Soldier loses Supreme Court challenge to discharge from Defence Forces
Recruit failed to pass fitness tests
Cheryl Mellett, Athlone, Co Westmeath, who has lost her appeal at the Supreme Court. Photograph: Collins/Courts
Cheryl Mellett was admitted as a Naval recruit in November 2004 for a five-year period and passed her fitness test that year. After suffering “a traumatic personal experience” in the Defence Forces in 2006, she failed her fitness tests between 2006 and 2009 and gained considerable weight. She underwent a gall bladder operation in September 2010 and suffered soft tissue injuries in an accident in January 2011.

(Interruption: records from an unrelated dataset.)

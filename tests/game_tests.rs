use glam::Vec3;
use rand::rngs::StdRng;
use rand::SeedableRng;

use bubble_pop::game::{GameSession, PopGame, SessionEvent};
use bubble_pop::picking::{Hit, PickResult};
use bubble_pop::scene::BubblePool;

fn pool_of(n: usize) -> BubblePool {
    let positions = (0..n)
        .map(|i| Vec3::new(i as f32 * 0.3 - 1.0, 0.0, 0.0))
        .collect();
    BubblePool::from_positions(positions, 0.1)
}

fn hit(id: u32) -> PickResult {
    PickResult {
        hit: Some(Hit { id, distance: 14.0 }),
    }
}

#[test]
fn test_pop_scores_and_refills() {
    let mut rng = StdRng::seed_from_u64(42);
    let mut pool = pool_of(10);
    let mut session = GameSession::new(60);

    assert!(session.on_trigger(hit(7), &mut pool, &mut rng));

    assert_eq!(session.score, 1);
    assert_eq!(session.remaining_seconds, 60);
    assert!(!session.is_over);
    // Refill policy keeps the live target count constant
    assert_eq!(pool.visible_count(), 10);
}

#[test]
fn test_trigger_without_hit_scores_nothing() {
    let mut rng = StdRng::seed_from_u64(42);
    let mut pool = pool_of(10);
    let mut session = GameSession::new(60);

    assert!(!session.on_trigger(PickResult::default(), &mut pool, &mut rng));
    assert_eq!(session.score, 0);
}

#[test]
fn test_stale_pick_of_popped_bubble_scores_once() {
    let mut rng = StdRng::seed_from_u64(42);
    let mut pool = pool_of(10);
    let mut session = GameSession::new(60);

    assert!(session.on_trigger(hit(3), &mut pool, &mut rng));
    // Bubble 3 has respawned and is visible again, so a second trigger on
    // it is a legitimate new pop; make it popped-and-hidden first.
    assert!(pool.pop(3));
    assert!(!session.on_trigger(hit(3), &mut pool, &mut rng));
    assert_eq!(session.score, 1);
}

#[test]
fn test_terminal_session_ignores_triggers() {
    let mut rng = StdRng::seed_from_u64(42);
    let mut pool = pool_of(5);
    let mut session = GameSession::new(1);

    assert_eq!(
        session.on_tick(),
        Some(SessionEvent::Finished { final_score: 0 })
    );
    assert!(session.is_over);

    let before = pool.visible_count();
    assert!(!session.on_trigger(hit(0), &mut pool, &mut rng));
    assert_eq!(session.score, 0);
    assert_eq!(session.remaining_seconds, 0);
    assert_eq!(pool.visible_count(), before);
}

#[test]
fn test_full_countdown_emits_one_notification() {
    let mut session = GameSession::new(60);
    let mut notifications = 0;

    for _ in 0..120 {
        if session.on_tick().is_some() {
            notifications += 1;
        }
    }

    assert_eq!(notifications, 1);
    assert_eq!(session.remaining_seconds, 0);
    assert!(session.is_over);
}

#[test]
fn test_game_restart_replaces_session_and_clock() {
    let mut rng = StdRng::seed_from_u64(42);
    let mut pool = pool_of(10);
    let mut game = PopGame::new(2);

    assert!(game.trigger(hit(4), &mut pool, &mut rng));
    assert_eq!(game.session.score, 1);

    assert_eq!(game.advance(1.0), None);
    assert_eq!(
        game.advance(1.0),
        Some(SessionEvent::Finished { final_score: 1 })
    );

    game.restart(&mut pool, &mut rng);
    assert_eq!(game.session.score, 0);
    assert_eq!(game.session.remaining_seconds, 2);
    assert!(!game.session.is_over);
    assert_eq!(pool.visible_count(), 10);

    // The replacement clock ticks again
    assert_eq!(game.advance(1.0), None);
    assert_eq!(game.session.remaining_seconds, 1);
}

#[test]
fn test_scoring_during_countdown() {
    let mut rng = StdRng::seed_from_u64(42);
    let mut pool = pool_of(10);
    let mut game = PopGame::new(5);

    game.advance(2.0);
    assert!(game.trigger(hit(0), &mut pool, &mut rng));
    assert!(game.trigger(hit(1), &mut pool, &mut rng));
    game.advance(3.0);

    assert!(game.session.is_over);
    assert_eq!(game.session.score, 2);
}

She continued as a private signal woman without engagement. Under the Defence Acts, a person not recommended for extension of service can continue to serve without engagement.
In April 2011, she achieved the necessary body mass index to undergo a fitness test but was not permitted to take that as she was reported as suffering from a medical condition. In February 2012, her general officer commanding recommended more time for her to achieve the necessary level of fitness.
A month later, Maj Gen Boyle, the officer with statutory authority to order discharge, ordered her discharge, scheduled for May 2012, which she challenged. In March 2013 in the High Court, Mr Justice Nicholas Kearns found she was well aware of the sole reason for consideration of her discharge.
She appealed that decision but the three-judge Supreme Court yesterday dismissed her appeal. The fact of “central and overwhelming importance” in this case was that Ms Mellett had been unable to reach Army fitness standards, of which she was fully aware, Mr Justice Nial Fennelly said yesterday when giving the court’s judgment.
She had tried to reach the fitness standards without success and, as a result, had been finally and definitely refused an extension of service. There was no discretion to decide otherwise or to extend her service, he said.
At best, Ms Mellett was in the anomalous position of a person serving in the Defence Forces without engagement and it was “not at all surprising” they should not wish to retain personnel in that irregular status.